A: My kids love it when my wife makes pasta. My kids say, 'Mamma makes the better pasta.'

Q: Are you a sweet or savory guy?

A: I have such a sweet tooth. It's the worst thing for me. Sometimes I eat a lot of chocolate because in Austria, for dinner, we have sweet stuff. I love bread. The bread in our restaurant is good. It's very difficult not to eat it. Instead of having it with butter, I put tzatziki on the bread. That's the way I eat it at home.

Q: What is your biggest fear?

A: Remaining relevant. That's why we change a lot. That's why we always want to do new things and move forward.

Q: Is that why you are taking business classes at Harvard?

A: Learning is the most important thing. Do I have to go? No.
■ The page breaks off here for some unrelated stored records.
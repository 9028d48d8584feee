//! Application configuration with layered loading.
//!
//! This module provides configuration management using figment for layered
//! configuration loading from multiple sources:
//!
//! 1. Environment variables (FBFEED_*)
//! 2. TOML config file (if FBFEED_CONFIG_FILE set)
//! 3. Built-in defaults

use std::path::PathBuf;
use std::time::Duration;

use chrono::{FixedOffset, Offset, Utc};
use figment::{
    Figment,
    providers::{Env, Format, Serialized, Toml},
};
use serde::{Deserialize, Serialize};

mod validation;

pub use validation::ConfigError;

/// Application configuration with layered loading.
///
/// Loading precedence (highest wins):
/// 1. Environment variables (FBFEED_*)
/// 2. TOML config file (if FBFEED_CONFIG_FILE set)
/// 3. Built-in defaults
#[derive(Debug, Clone, Serialize, Deserialize)]
pub struct AppConfig {
    /// Raw cookie string of a logged-in session. Must carry `c_user` and `xs`.
    ///
    /// Set via FBFEED_COOKIE environment variable.
    #[serde(default)]
    pub cookie: Option<String>,

    /// Path to the SQLite page cache. Pages are cached in memory when unset.
    ///
    /// Set via FBFEED_DB_PATH environment variable.
    #[serde(default)]
    pub db_path: Option<PathBuf>,

    /// Lifetime of a cached page in seconds.
    ///
    /// Set via FBFEED_CACHE_TTL_SECS environment variable.
    #[serde(default = "default_cache_ttl_secs")]
    pub cache_ttl_secs: u64,

    /// Upper bound for one navigation, in milliseconds.
    ///
    /// Set via FBFEED_NAVIGATION_TIMEOUT_MS environment variable.
    #[serde(default = "default_navigation_timeout_ms")]
    pub navigation_timeout_ms: u64,

    /// Value forced into the `locale` query parameter of every fetched URL.
    #[serde(default = "default_locale")]
    pub locale: String,

    /// Low-bandwidth host pages are fetched from.
    #[serde(default = "default_fetch_domain")]
    pub fetch_domain: String,

    /// Public host used in produced links.
    #[serde(default = "default_public_domain")]
    pub public_domain: String,

    /// Domain the session cookies are scoped to.
    #[serde(default = "default_cookie_domain")]
    pub cookie_domain: String,

    /// Fixed offset from UTC, in minutes, that publish dates are expressed in.
    ///
    /// Set via FBFEED_TIMEZONE_OFFSET_MINUTES environment variable.
    #[serde(default)]
    pub timezone_offset_minutes: i32,

    /// Chrome/Chromium binary. Auto-detected when unset.
    #[serde(default)]
    pub chrome_executable: Option<PathBuf>,

    /// Run the browser without a window.
    #[serde(default = "default_true")]
    pub headless: bool,
}

fn default_cache_ttl_secs() -> u64 {
    3600
}

fn default_navigation_timeout_ms() -> u64 {
    30_000
}

fn default_locale() -> String {
    "en_US".into()
}

fn default_fetch_domain() -> String {
    "mbasic.facebook.com".into()
}

fn default_public_domain() -> String {
    "www.facebook.com".into()
}

fn default_cookie_domain() -> String {
    ".facebook.com".into()
}

fn default_true() -> bool {
    true
}

impl Default for AppConfig {
    fn default() -> Self {
        Self {
            cookie: None,
            db_path: None,
            cache_ttl_secs: default_cache_ttl_secs(),
            navigation_timeout_ms: default_navigation_timeout_ms(),
            locale: default_locale(),
            fetch_domain: default_fetch_domain(),
            public_domain: default_public_domain(),
            cookie_domain: default_cookie_domain(),
            timezone_offset_minutes: 0,
            chrome_executable: None,
            headless: true,
        }
    }
}

impl AppConfig {
    /// Cache TTL as Duration.
    pub fn cache_ttl(&self) -> Duration {
        Duration::from_secs(self.cache_ttl_secs)
    }

    /// Navigation timeout as Duration.
    pub fn navigation_timeout(&self) -> Duration {
        Duration::from_millis(self.navigation_timeout_ms)
    }

    /// The configured publish-date offset.
    ///
    /// Falls back to UTC for out-of-range values; `validate` rejects those.
    pub fn timezone_offset(&self) -> FixedOffset {
        self.timezone_offset_minutes
            .checked_mul(60)
            .and_then(FixedOffset::east_opt)
            .unwrap_or_else(|| Utc.fix())
    }

    /// Load configuration from all sources with layered precedence.
    ///
    /// Priority (highest wins):
    /// 1. Environment variables prefixed with `FBFEED_`
    /// 2. TOML file from `FBFEED_CONFIG_FILE` (if set)
    /// 3. Built-in defaults via `Default::default()`
    ///
    /// # Errors
    ///
    /// Returns `ConfigError` if:
    /// - Configuration file cannot be read
    /// - Environment variables cannot be parsed
    /// - Validation fails after loading
    pub fn load() -> Result<Self, ConfigError> {
        let mut figment = Figment::from(Serialized::defaults(Self::default()));

        if let Ok(config_path) = std::env::var("FBFEED_CONFIG_FILE") {
            figment = figment.merge(Toml::file(&config_path));
        }

        figment = figment.merge(
            Env::prefixed("FBFEED_")
                .ignore(&["CONFIG_FILE"])
                .map(|key| key.as_str().to_lowercase().into())
                .split("__"),
        );

        let config: Self = figment.extract().map_err(|e| ConfigError::LoadFailed(e.to_string()))?;

        config.validate()?;

        Ok(config)
    }

    /// Check that a session cookie is configured.
    ///
    /// Only checks presence; the required cookie names are checked when the
    /// cookie is parsed into `SessionCredentials`.
    ///
    /// # Errors
    ///
    /// Returns `ConfigError::Missing` if the cookie is not set.
    pub fn require_cookie(&self) -> Result<&str, ConfigError> {
        self.cookie.as_deref().ok_or_else(|| ConfigError::Missing {
            field: "cookie".into(),
            hint: "Set FBFEED_COOKIE to the cookie string of a logged-in session".into(),
        })
    }
}

#[cfg(test)]
mod tests {
    use super::*;

    #[test]
    fn test_default_config() {
        let config = AppConfig::default();
        assert!(config.cookie.is_none());
        assert!(config.db_path.is_none());
        assert_eq!(config.cache_ttl_secs, 3600);
        assert_eq!(config.navigation_timeout_ms, 30_000);
        assert_eq!(config.locale, "en_US");
        assert_eq!(config.fetch_domain, "mbasic.facebook.com");
        assert_eq!(config.public_domain, "www.facebook.com");
        assert_eq!(config.cookie_domain, ".facebook.com");
        assert_eq!(config.timezone_offset_minutes, 0);
        assert!(config.headless);
    }

    #[test]
    fn test_durations() {
        let config = AppConfig::default();
        assert_eq!(config.cache_ttl(), Duration::from_secs(3600));
        assert_eq!(config.navigation_timeout(), Duration::from_millis(30_000));
    }

    #[test]
    fn test_timezone_offset() {
        let config = AppConfig { timezone_offset_minutes: 480, ..Default::default() };
        assert_eq!(config.timezone_offset().local_minus_utc(), 8 * 3600);
    }

    #[test]
    fn test_timezone_offset_out_of_range_falls_back_to_utc() {
        for minutes in [i32::MIN, i32::MAX, 40_000_000, 24 * 60] {
            let config = AppConfig { timezone_offset_minutes: minutes, ..Default::default() };
            assert_eq!(config.timezone_offset().local_minus_utc(), 0, "{minutes}");
        }
    }

    #[test]
    fn test_require_cookie_missing() {
        let config = AppConfig::default();
        assert!(matches!(config.require_cookie(), Err(ConfigError::Missing { .. })));
    }

    #[test]
    fn test_require_cookie_present() {
        let config = AppConfig { cookie: Some("c_user=1; xs=2".into()), ..Default::default() };
        assert_eq!(config.require_cookie().unwrap(), "c_user=1; xs=2");
    }

    #[test]
    fn test_load_from_env() {
        figment::Jail::expect_with(|jail| {
            jail.set_env("FBFEED_COOKIE", "c_user=100; xs=abc");
            jail.set_env("FBFEED_CACHE_TTL_SECS", "600");
            jail.set_env("FBFEED_TIMEZONE_OFFSET_MINUTES", "-300");

            let config = AppConfig::load().map_err(|e| e.to_string())?;
            assert_eq!(config.cookie.as_deref(), Some("c_user=100; xs=abc"));
            assert_eq!(config.cache_ttl_secs, 600);
            assert_eq!(config.timezone_offset_minutes, -300);
            Ok(())
        });
    }

    #[test]
    fn test_load_from_toml_file() {
        figment::Jail::expect_with(|jail| {
            jail.create_file("fbfeed.toml", "navigation_timeout_ms = 5000\nlocale = \"en_GB\"\n")?;
            jail.set_env("FBFEED_CONFIG_FILE", "fbfeed.toml");
            jail.set_env("FBFEED_LOCALE", "en_US");

            let config = AppConfig::load().map_err(|e| e.to_string())?;
            assert_eq!(config.navigation_timeout_ms, 5000);
            assert_eq!(config.locale, "en_US");
            Ok(())
        });
    }

    #[test]
    fn test_load_rejects_extreme_offset() {
        figment::Jail::expect_with(|jail| {
            jail.set_env("FBFEED_TIMEZONE_OFFSET_MINUTES", "-2147483648");
            let result = AppConfig::load();
            assert!(matches!(result, Err(ConfigError::Invalid { field, .. }) if field == "timezone_offset_minutes"));
            Ok(())
        });
    }

    #[test]
    fn test_load_rejects_invalid_values() {
        figment::Jail::expect_with(|jail| {
            jail.set_env("FBFEED_CACHE_TTL_SECS", "0");
            assert!(AppConfig::load().is_err());
            Ok(())
        });
    }
}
But it is an amazing experience.

Wolfgang Puck's Food Empire

Wolfgang Puck's dining empire includes more than 100 restaurants around the world.

These are some of his fine dining locations: Chinois (Santa Monica); Cucina by Wolfgang Puck (Las Vegas); CUT (Bahrain, Beverly Hills, Las Vegas, London, Singapore, New York City, Doha (fall 2017)); Five Sixty (Dallas); Spago (Beverly Hills, Istanbul, Las Vegas, Maui and Singapore); The Source by Wolfgang Puck (Washington, DC); Lupo by Wolfgang Puck (Las Vegas); Wolfgang Puck at Hotel Bel-Air (Los Angeles); re/Asian Cuisine (Bahrain); Wolfgang Puck American Grille (Atlantic City); Wolfgang Puck Bar & Grill (Las Vegas, Summerlin and Los Angeles); Wolfgang Puck Pizzeria & Cucina (Detroit); Wolfgang Puck Steak (Detroit); and WP24 (Los Angeles).